Receivables from brokerage clients include margin loans to clients and are recorded net of an allowance for doubtful
accounts. Receivables from brokerage clients that remain unsecured or partially secured for more than 30 days are fully
reserved.
Other securities owned include Schwab Funds money market funds, certificates of deposit, equity and bond mutual funds,
state and municipal debt obligations, equity securities, U.S. Government and corporate debt, and other securities recorded at
fair value based on quoted market prices. Unrealized gains and losses are included in trading revenue.
Securities available for sale and securities held to maturity: Securities available for sale include U.S. agency and non-agency
residential mortgage-backed securities, certificates of deposit, corporate debt securities, U.S. agency notes, and asset-backed
and other securities. Securities available for sale are recorded at fair value and unrealized gains and losses are reported, net of
taxes, in accumulated other comprehensive income (loss) included in stockholders’ equity. Securities held to maturity include
U.S. agency residential mortgage-backed securities and other securities. Securities held to maturity are recorded at amortized
cost based on the Company’s positive intent and ability to hold these securities to maturity. Realized gains and losses from
sales of securities available for sale are determined on a specific identification basis and are included in other revenue.

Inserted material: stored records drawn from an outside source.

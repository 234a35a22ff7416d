//! Neighbor liveness tracking
//!
//! The [`NeighborTracker`] records which one-hop neighbors have been heard
//! recently and on which interface. It also owns the link-layer
//! transmit-failure path: the network stack is handed a
//! [`TxErrorCallback`] that resolves the failed receiver's MAC address
//! through the registered ARP caches and queues the neighbor's IPv4
//! address as a link failure. The engine drains those failures with
//! [`NeighborTracker::take_link_failures`].
//!
//! Losing a neighbor record is advisory. It never invalidates routes by
//! itself.

use std::net::Ipv4Addr;
use std::sync::Arc;
use std::time::Instant;

use dashmap::DashMap;
use parking_lot::{Mutex, RwLock};
use qlrn_core::{ArpCache, InterfaceIndex, MacAddress, TxErrorCallback};
use tokio::sync::mpsc;
use tracing::{debug, trace};

/// A one-hop neighbor
#[derive(Debug, Clone, PartialEq, Eq)]
pub struct Neighbor {
    /// Neighbor address
    pub address: Ipv4Addr,
    /// Interface the neighbor was heard on
    pub interface: InterfaceIndex,
    /// Liveness deadline
    pub expire: Instant,
    /// Link-layer address, learned from failure reports
    pub mac: Option<MacAddress>,
    /// Set when the link layer reported a transmit failure
    pub close: bool,
}

/// Tracks one-hop neighbors and link-layer failures
pub struct NeighborTracker {
    /// Neighbors indexed by address
    neighbors: Arc<DashMap<Ipv4Addr, Neighbor>>,
    /// ARP caches of the interfaces we listen on
    arp_caches: Arc<RwLock<Vec<Arc<dyn ArpCache>>>>,
    /// Sender half handed to link-layer callbacks
    failures_tx: mpsc::UnboundedSender<Ipv4Addr>,
    /// Receiver half drained by the engine
    failures_rx: Mutex<mpsc::UnboundedReceiver<Ipv4Addr>>,
}

impl Default for NeighborTracker {
    fn default() -> Self {
        Self::new()
    }
}

impl NeighborTracker {
    /// Create an empty tracker
    pub fn new() -> Self {
        let (failures_tx, failures_rx) = mpsc::unbounded_channel();
        Self {
            neighbors: Arc::new(DashMap::new()),
            arp_caches: Arc::new(RwLock::new(Vec::new())),
            failures_tx,
            failures_rx: Mutex::new(failures_rx),
        }
    }

    /// Refresh or create a neighbor's liveness deadline
    ///
    /// An existing deadline is never shortened.
    pub fn update(&self, address: Ipv4Addr, interface: InterfaceIndex, expire: Instant) {
        self.neighbors
            .entry(address)
            .and_modify(|n| {
                n.expire = n.expire.max(expire);
                n.interface = interface;
                n.close = false;
            })
            .or_insert_with(|| {
                trace!(neighbor = %address, iface = %interface, "New neighbor");
                Neighbor {
                    address,
                    interface,
                    expire,
                    mac: None,
                    close: false,
                }
            });
    }

    /// Whether `address` is a live neighbor at `now`
    pub fn is_neighbor(&self, address: Ipv4Addr, now: Instant) -> bool {
        self.neighbors
            .get(&address)
            .is_some_and(|n| !n.close && now <= n.expire)
    }

    /// Liveness deadline of a neighbor
    pub fn expire_time(&self, address: Ipv4Addr) -> Option<Instant> {
        self.neighbors.get(&address).map(|n| n.expire)
    }

    /// Live neighbors heard on `iface`
    pub fn neighbors_on(&self, iface: InterfaceIndex, now: Instant) -> Vec<Ipv4Addr> {
        self.neighbors
            .iter()
            .filter(|n| n.interface == iface && !n.close && now <= n.expire)
            .map(|n| n.address)
            .collect()
    }

    /// Remove expired and closed neighbors
    ///
    /// Returns the addresses that were dropped.
    pub fn purge(&self, now: Instant) -> Vec<Ipv4Addr> {
        let mut lost = Vec::new();
        self.neighbors.retain(|addr, n| {
            if n.close || now > n.expire {
                lost.push(*addr);
                false
            } else {
                true
            }
        });
        if !lost.is_empty() {
            debug!(count = lost.len(), "Neighbors lost");
        }
        lost
    }

    /// Forget every neighbor heard on `iface`
    pub fn remove_interface(&self, iface: InterfaceIndex) -> usize {
        let before = self.neighbors.len();
        self.neighbors.retain(|_, n| n.interface != iface);
        before.saturating_sub(self.neighbors.len())
    }

    /// Forget all neighbors
    pub fn clear(&self) {
        self.neighbors.clear();
    }

    /// Number of tracked neighbors
    pub fn len(&self) -> usize {
        self.neighbors.len()
    }

    /// Whether no neighbors are tracked
    pub fn is_empty(&self) -> bool {
        self.neighbors.is_empty()
    }

    /// Register an interface's ARP cache
    pub fn add_arp_cache(&self, cache: Arc<dyn ArpCache>) {
        self.arp_caches.write().push(cache);
    }

    /// Unregister an ARP cache
    pub fn del_arp_cache(&self, cache: &Arc<dyn ArpCache>) {
        self.arp_caches.write().retain(|c| !Arc::ptr_eq(c, cache));
    }

    /// Number of registered ARP caches
    pub fn arp_cache_count(&self) -> usize {
        self.arp_caches.read().len()
    }

    /// Sink for link-layer transmit failures
    ///
    /// The callback may be invoked from any thread. Failures whose MAC
    /// address no registered ARP cache can resolve are ignored.
    pub fn tx_error_callback(&self) -> TxErrorCallback {
        let neighbors = Arc::clone(&self.neighbors);
        let arp_caches = Arc::clone(&self.arp_caches);
        let failures = self.failures_tx.clone();
        Arc::new(move |mac: MacAddress| {
            let resolved = arp_caches
                .read()
                .iter()
                .find_map(|cache| cache.lookup_mac(mac));
            let Some(address) = resolved else {
                trace!(%mac, "Transmit failure for unknown link address");
                return;
            };
            if let Some(mut neighbor) = neighbors.get_mut(&address) {
                neighbor.close = true;
                neighbor.mac = Some(mac);
            }
            debug!(neighbor = %address, %mac, "Link-layer transmit failure");
            // Receiver lives as long as the tracker
            let _ = failures.send(address);
        })
    }

    /// Drain link failures reported since the last call
    pub fn take_link_failures(&self) -> Vec<Ipv4Addr> {
        let mut rx = self.failures_rx.lock();
        let mut failed = Vec::new();
        while let Ok(address) = rx.try_recv() {
            if !failed.contains(&address) {
                failed.push(address);
            }
        }
        failed
    }
}

#[cfg(test)]
mod tests {
    use std::collections::HashMap;
    use std::time::Duration;

    use super::*;

    struct StaticArp(HashMap<MacAddress, Ipv4Addr>);

    impl ArpCache for StaticArp {
        fn lookup_mac(&self, mac: MacAddress) -> Option<Ipv4Addr> {
            self.0.get(&mac).copied()
        }
    }

    fn make_addr(last: u8) -> Ipv4Addr {
        Ipv4Addr::new(10, 0, 0, last)
    }

    fn make_mac(last: u8) -> MacAddress {
        MacAddress::new([0, 0, 0, 0, 0, last])
    }

    #[test]
    fn test_update_and_expiry() {
        let tracker = NeighborTracker::new();
        let now = Instant::now();
        let iface = InterfaceIndex::new(1);

        tracker.update(make_addr(2), iface, now + Duration::from_secs(4));
        assert!(tracker.is_neighbor(make_addr(2), now));
        assert!(!tracker.is_neighbor(make_addr(3), now));
        assert!(!tracker.is_neighbor(make_addr(2), now + Duration::from_secs(5)));

        // A shorter deadline never wins
        tracker.update(make_addr(2), iface, now + Duration::from_secs(1));
        assert_eq!(
            tracker.expire_time(make_addr(2)),
            Some(now + Duration::from_secs(4))
        );
    }

    #[test]
    fn test_purge_reports_lost() {
        let tracker = NeighborTracker::new();
        let now = Instant::now();
        let iface = InterfaceIndex::new(1);
        tracker.update(make_addr(2), iface, now + Duration::from_secs(1));
        tracker.update(make_addr(3), iface, now + Duration::from_secs(10));

        let lost = tracker.purge(now + Duration::from_secs(2));
        assert_eq!(lost, vec![make_addr(2)]);
        assert_eq!(tracker.len(), 1);
    }

    #[test]
    fn test_remove_interface_and_clear() {
        let tracker = NeighborTracker::new();
        let now = Instant::now() + Duration::from_secs(10);
        tracker.update(make_addr(2), InterfaceIndex::new(1), now);
        tracker.update(make_addr(3), InterfaceIndex::new(2), now);

        assert_eq!(tracker.remove_interface(InterfaceIndex::new(1)), 1);
        assert_eq!(
            tracker.neighbors_on(InterfaceIndex::new(2), Instant::now()),
            vec![make_addr(3)]
        );

        tracker.clear();
        assert!(tracker.is_empty());
    }

    #[test]
    fn test_tx_error_resolves_through_arp() {
        let tracker = NeighborTracker::new();
        let now = Instant::now();
        tracker.update(make_addr(2), InterfaceIndex::new(1), now + Duration::from_secs(10));

        let cache: Arc<dyn ArpCache> =
            Arc::new(StaticArp(HashMap::from([(make_mac(2), make_addr(2))])));
        tracker.add_arp_cache(Arc::clone(&cache));

        let sink = tracker.tx_error_callback();
        sink(make_mac(2));
        sink(make_mac(2));
        sink(make_mac(9));

        assert_eq!(tracker.take_link_failures(), vec![make_addr(2)]);
        assert!(tracker.take_link_failures().is_empty());
        assert!(!tracker.is_neighbor(make_addr(2), now));

        tracker.del_arp_cache(&cache);
        assert_eq!(tracker.arp_cache_count(), 0);
        sink(make_mac(2));
        assert!(tracker.take_link_failures().is_empty());
    }
}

Management evaluates whether securities available for sale and securities held to maturity are other-than-temporarily
impaired (OTTI) on a quarterly basis. Debt securities with unrealized losses are considered OTTI if the Company intends to
sell the security or if it is more likely than not that the Company will be required to sell such security prior to any anticipated
recovery. If management determines that a security is OTTI under these circumstances, the impairment recognized in earnings
is measured as the entire difference between the amortized cost and the then-current fair value.
A security is also OTTI if management does not expect to recover the amortized cost of the security. In this circumstance,
management utilizes cash flow models to estimate the expected future cash flow from the securities and to estimate the credit
loss. The impairment recognized in earnings is measured by the difference between the present value of expected cash flows
and the amortized cost of the security. Expected cash flows are discounted using the security’s effective interest rate.
The evaluation of whether the Company expects to recover the amortized cost of a security is inherently judgmental. The
evaluation includes the assessment of several bond performance indicators including: the portion of the underlying loans that
are delinquent (30 days, 60 days, 90+ days), in bankruptcy, in foreclosure or converted to real estate owned; the actual
amount of loss incurred on the underlying loans in which the property has been foreclosed and sold; the amount of credit
support provided by the structure of the security available to absorb credit losses on the underlying loans; the current price
and magnitude of the unrealized loss; and whether the Company has received all scheduled principal and interest payments.
Management uses cash flow models to further assess the likelihood of other-than-temporary impairment for the Company’s
non-agency residential mortgage-backed securities. To develop the cash flow models, the Company uses forecasted loss
severity, prepayment speeds (i.e. the rate at which the principal on underlying loans are paid down), and default rates over the
securities’ expected remaining maturities.